» WHAT IS REQUIRED: Every line of the data is to be output verbatim.
________
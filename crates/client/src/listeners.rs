//! Per-event subscriber sets.
//!
//! Handlers run synchronously on the task that delivers the event. A handler
//! that panics is logged and skipped; the remaining handlers still run.

use std::{
    any::Any,
    collections::HashMap,
    panic::{AssertUnwindSafe, catch_unwind},
    sync::{
        Arc, Mutex, MutexGuard,
        atomic::{AtomicU64, Ordering},
    },
};

use {serde_json::Value, tracing::error};

pub type Handler = Arc<dyn Fn(&Value) + Send + Sync>;
pub type AnyHandler = Arc<dyn Fn(&str, &Value) + Send + Sync>;

/// Handle returned by every registration; used to remove that one handler.
#[derive(Debug, Clone, Copy, PartialEq, Eq, Hash, PartialOrd, Ord)]
pub struct ListenerId(u64);

struct Entry {
    id: ListenerId,
    handler: Handler,
    once: bool,
}

#[derive(Default)]
pub struct ListenerRegistry {
    next_id: AtomicU64,
    events: Mutex<HashMap<String, Vec<Entry>>>,
    any: Mutex<Vec<(ListenerId, AnyHandler)>>,
}

/// Lock a registry table, recovering it if a previous holder panicked.
/// Handlers never run under these locks, so the table itself is consistent.
fn lock<T>(mutex: &Mutex<T>) -> MutexGuard<'_, T> {
    mutex
        .lock()
        .unwrap_or_else(std::sync::PoisonError::into_inner)
}

impl ListenerRegistry {
    pub fn new() -> Self {
        Self::default()
    }

    fn next(&self) -> ListenerId {
        ListenerId(self.next_id.fetch_add(1, Ordering::Relaxed) + 1)
    }

    fn insert(&self, event: &str, handler: Handler, once: bool) -> ListenerId {
        let id = self.next();
        lock(&self.events)
            .entry(event.to_string())
            .or_default()
            .push(Entry { id, handler, once });
        id
    }

    pub fn on(&self, event: &str, handler: impl Fn(&Value) + Send + Sync + 'static) -> ListenerId {
        self.insert(event, Arc::new(handler), false)
    }

    /// Register a handler removed after its first delivery.
    pub fn once(
        &self,
        event: &str,
        handler: impl Fn(&Value) + Send + Sync + 'static,
    ) -> ListenerId {
        self.insert(event, Arc::new(handler), true)
    }

    /// Register an observer of every event delivered through [`Self::dispatch_any`].
    pub fn on_any(&self, handler: impl Fn(&str, &Value) + Send + Sync + 'static) -> ListenerId {
        let id = self.next();
        lock(&self.any).push((id, Arc::new(handler) as AnyHandler));
        id
    }

    /// Remove one handler, or every handler of `event` when `id` is `None`.
    /// Returns how many were removed.
    pub fn off(&self, event: &str, id: Option<ListenerId>) -> usize {
        let mut events = lock(&self.events);
        let Some(entries) = events.get_mut(event) else {
            return 0;
        };
        let before = entries.len();
        match id {
            Some(id) => entries.retain(|e| e.id != id),
            None => entries.clear(),
        }
        let removed = before - entries.len();
        if entries.is_empty() {
            events.remove(event);
        }
        removed
    }

    pub fn off_any(&self, id: ListenerId) -> bool {
        let mut any = lock(&self.any);
        let before = any.len();
        any.retain(|(i, _)| *i != id);
        any.len() != before
    }

    pub fn listener_count(&self, event: &str) -> usize {
        lock(&self.events).get(event).map_or(0, Vec::len)
    }

    /// Deliver `data` to every handler registered for `event`.
    /// Returns the number of handlers invoked.
    pub fn dispatch(&self, event: &str, data: &Value) -> usize {
        let handlers: Vec<Handler> = {
            let mut events = lock(&self.events);
            let Some(entries) = events.get_mut(event) else {
                return 0;
            };
            let handlers = entries.iter().map(|e| Arc::clone(&e.handler)).collect();
            entries.retain(|e| !e.once);
            if entries.is_empty() {
                events.remove(event);
            }
            handlers
        };
        for handler in &handlers {
            guarded(event, || handler(data));
        }
        handlers.len()
    }

    /// Deliver to the catch-all observers.
    pub fn dispatch_any(&self, event: &str, data: &Value) {
        let observers: Vec<AnyHandler> = lock(&self.any)
            .iter()
            .map(|(_, h)| Arc::clone(h))
            .collect();
        for observer in &observers {
            guarded(event, || observer(event, data));
        }
    }
}

fn guarded(event: &str, f: impl FnOnce()) {
    if let Err(panic) = catch_unwind(AssertUnwindSafe(f)) {
        error!(event, panic = panic_message(panic.as_ref()), "listener panicked");
    }
}

fn panic_message(panic: &(dyn Any + Send)) -> &str {
    if let Some(s) = panic.downcast_ref::<&str>() {
        s
    } else if let Some(s) = panic.downcast_ref::<String>() {
        s.as_str()
    } else {
        "non-string panic payload"
    }
}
________
» ANSWER SPACE:
filename crates/client/src/listeners.rs
//! Per-event subscriber sets.
//!
//! Handlers run synchronously on the task that delivers the event. A handler
//! that panics is logged and skipped; the remaining handlers still run.

use std::{
    any::Any,
    collections::HashMap,
    panic::{AssertUnwindSafe, catch_unwind},
    sync::{
        Arc, Mutex, MutexGuard,
        atomic::{AtomicU64, Ordering},
    },
};

use {serde_json::Value, tracing::error};

pub type Handler = Arc<dyn Fn(&Value) + Send + Sync>;
pub type AnyHandler = Arc<dyn Fn(&str, &Value) + Send + Sync>;

/// Handle returned by every registration; used to remove that one handler.
#[derive(Debug, Clone, Copy, PartialEq, Eq, Hash, PartialOrd, Ord)]
pub struct ListenerId(u64);

struct Entry {
    id: ListenerId,
    handler: Handler,
    once: bool,
}

#[derive(Default)]
pub struct ListenerRegistry {
    next_id: AtomicU64,
    events: Mutex<HashMap<String, Vec<Entry>>>,
    any: Mutex<Vec<(ListenerId, AnyHandler)>>,
}

/// Lock a registry table, recovering it if a previous holder panicked.
/// Handlers never run under these locks, so the table itself is consistent.
fn lock<T>(mutex: &Mutex<T>) -> MutexGuard<'_, T> {
    mutex
        .lock()
        .unwrap_or_else(std::sync::PoisonError::into_inner)
}

impl ListenerRegistry {
    pub fn new() -> Self {
        Self::default()
    }

    fn next(&self) -> ListenerId {
        ListenerId(self.next_id.fetch_add(1, Ordering::Relaxed) + 1)
    }

    fn insert(&self, event: &str, handler: Handler, once: bool) -> ListenerId {
        let id = self.next();
        lock(&self.events)
            .entry(event.to_string())
            .or_default()
            .push(Entry { id, handler, once });
        id
    }

    pub fn on(&self, event: &str, handler: impl Fn(&Value) + Send + Sync + 'static) -> ListenerId {
        self.insert(event, Arc::new(handler), false)
    }

    /// Register a handler removed after its first delivery.
    pub fn once(
        &self,
        event: &str,
        handler: impl Fn(&Value) + Send + Sync + 'static,
    ) -> ListenerId {
        self.insert(event, Arc::new(handler), true)
    }

    /// Register an observer of every event delivered through [`Self::dispatch_any`].
    pub fn on_any(&self, handler: impl Fn(&str, &Value) + Send + Sync + 'static) -> ListenerId {
        let id = self.next();
        lock(&self.any).push((id, Arc::new(handler) as AnyHandler));
        id
    }

    /// Remove one handler, or every handler of `event` when `id` is `None`.
    /// Returns how many were removed.
    pub fn off(&self, event: &str, id: Option<ListenerId>) -> usize {
        let mut events = lock(&self.events);
        let Some(entries) = events.get_mut(event) else {
            return 0;
        };
        let before = entries.len();
        match id {
            Some(id) => entries.retain(|e| e.id != id),
            None => entries.clear(),
        }
        let removed = before - entries.len();
        if entries.is_empty() {
            events.remove(event);
        }
        removed
    }

    pub fn off_any(&self, id: ListenerId) -> bool {
        let mut any = lock(&self.any);
        let before = any.len();
        any.retain(|(i, _)| *i != id);
        any.len() != before
    }

    pub fn listener_count(&self, event: &str) -> usize {
        lock(&self.events).get(event).map_or(0, Vec::len)
    }

    /// Deliver `data` to every handler registered for `event`.
    /// Returns the number of handlers invoked.
    pub fn dispatch(&self, event: &str, data: &Value) -> usize {
        let handlers: Vec<Handler> = {
            let mut events = lock(&self.events);
            let Some(entries) = events.get_mut(event) else {
                return 0;
            };
            let handlers = entries.iter().map(|e| Arc::clone(&e.handler)).collect();
            entries.retain(|e| !e.once);
            if entries.is_empty() {
                events.remove(event);
            }
            handlers
        };
        for handler in &handlers {
            guarded(event, || handler(data));
        }
        handlers.len()
    }

    /// Deliver to the catch-all observers.
    pub fn dispatch_any(&self, event: &str, data: &Value) {
        let observers: Vec<AnyHandler> = lock(&self.any)
            .iter()
            .map(|(_, h)| Arc::clone(h))
            .collect();
        for observer in &observers {
            guarded(event, || observer(event, data));
        }
    }
}

fn guarded(event: &str, f: impl FnOnce()) {
    if let Err(panic) = catch_unwind(AssertUnwindSafe(f)) {
        error!(event, panic = panic_message(panic.as_ref()), "listener panicked");
    }
}

fn panic_message(panic: &(dyn Any + Send)) -> &str {
    if let Some(s) = panic.downcast_ref::<&str>() {
        s
    } else if let Some(s) = panic.downcast_ref::<String>() {
        s.as_str()
    } else {
        "non-string panic payload"
    }
}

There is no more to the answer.